= What the task asks =
In the data below, which lines hold "count"? Copy every one.

+ + + +

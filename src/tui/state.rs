use crate::store::TodoList;
use crate::tui::HELP_MESSAGE;
use ratatui::widgets::ListState;

#[derive(Debug, PartialEq, Clone, Copy)]
pub enum InputMode {
    Normal,
    Creating,
    Editing,
}

pub struct AppState {
    pub store: TodoList,
    pub list_state: ListState,
    pub mode: InputMode,
    pub input_buffer: String,
    pub cursor_position: usize,
    /// Id of the task the edit form is bound to while `mode == Editing`.
    pub editing_id: Option<String>,
    pub message: String,
    pub should_quit: bool,
}

impl AppState {
    pub fn new(store: TodoList) -> Self {
        let mut list_state = ListState::default();
        list_state.select(Some(0));
        Self {
            store,
            list_state,
            mode: InputMode::Normal,
            input_buffer: String::new(),
            cursor_position: 0,
            editing_id: None,
            message: HELP_MESSAGE.to_string(),
            should_quit: false,
        }
    }

    /// Id of the task under the cursor, if any.
    pub fn selected_id(&self) -> Option<String> {
        let idx = self.list_state.selected()?;
        self.store.tasks().get(idx).map(|t| t.id.clone())
    }

    pub fn move_cursor_left(&mut self) {
        let cursor_moved_left = self.cursor_position.saturating_sub(1);
        self.cursor_position = self.clamp_cursor(cursor_moved_left);
    }
    pub fn move_cursor_right(&mut self) {
        let cursor_moved_right = self.cursor_position.saturating_add(1);
        self.cursor_position = self.clamp_cursor(cursor_moved_right);
    }
    pub fn enter_char(&mut self, new_char: char) {
        let byte_index = self
            .input_buffer
            .char_indices()
            .nth(self.cursor_position)
            .map(|(i, _)| i)
            .unwrap_or(self.input_buffer.len());
        self.input_buffer.insert(byte_index, new_char);
        self.move_cursor_right();
    }
    pub fn delete_char(&mut self) {
        if self.cursor_position != 0 {
            let current_index = self.cursor_position;
            let from_left_to_current_index = current_index - 1;
            let before_char_to_delete = self.input_buffer.chars().take(from_left_to_current_index);
            let after_char_to_delete = self.input_buffer.chars().skip(current_index);
            self.input_buffer = before_char_to_delete.chain(after_char_to_delete).collect();
            self.move_cursor_left();
        }
    }
    pub fn reset_input(&mut self) {
        self.input_buffer.clear();
        self.cursor_position = 0;
    }
    /// Pre-fills the input (edit form) with the cursor at the end.
    pub fn set_input(&mut self, text: &str) {
        self.input_buffer = text.to_string();
        self.cursor_position = self.input_buffer.chars().count();
    }
    fn clamp_cursor(&self, new_cursor_pos: usize) -> usize {
        new_cursor_pos.clamp(0, self.input_buffer.chars().count())
    }

    /// Keeps the selection on a real row after the list shrinks.
    pub fn clamp_selection(&mut self) {
        let len = self.store.tasks().len();
        let sel = self.list_state.selected().unwrap_or(0);
        if len == 0 {
            self.list_state.select(Some(0));
        } else if sel >= len {
            self.list_state.select(Some(len - 1));
        }
    }

    pub fn next(&mut self) {
        let len = self.store.tasks().len();
        if len == 0 {
            return;
        }
        let i = match self.list_state.selected() {
            Some(i) => {
                if i >= len - 1 {
                    0
                } else {
                    i + 1
                }
            }
            None => 0,
        };
        self.list_state.select(Some(i));
    }

    pub fn previous(&mut self) {
        let len = self.store.tasks().len();
        if len == 0 {
            return;
        }
        let i = match self.list_state.selected() {
            Some(i) => {
                if i == 0 {
                    len - 1
                } else {
                    i - 1
                }
            }
            None => 0,
        };
        self.list_state.select(Some(i));
    }

    pub fn jump_forward(&mut self, step: usize) {
        if self.store.tasks().is_empty() {
            return;
        }
        let current = self.list_state.selected().unwrap_or(0);
        // Clamp to the last item (don't wrap around like next())
        let new_index = (current + step).min(self.store.tasks().len() - 1);
        self.list_state.select(Some(new_index));
    }

    pub fn jump_backward(&mut self, step: usize) {
        if self.store.tasks().is_empty() {
            return;
        }
        let current = self.list_state.selected().unwrap_or(0);
        // Clamp to 0 (don't wrap around)
        let new_index = current.saturating_sub(step);
        self.list_state.select(Some(new_index));
    }
}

+ + + +

= Answer =
        self.cursor_position = self.input_buffer.chars().count();
        new_cursor_pos.clamp(0, self.input_buffer.chars().count())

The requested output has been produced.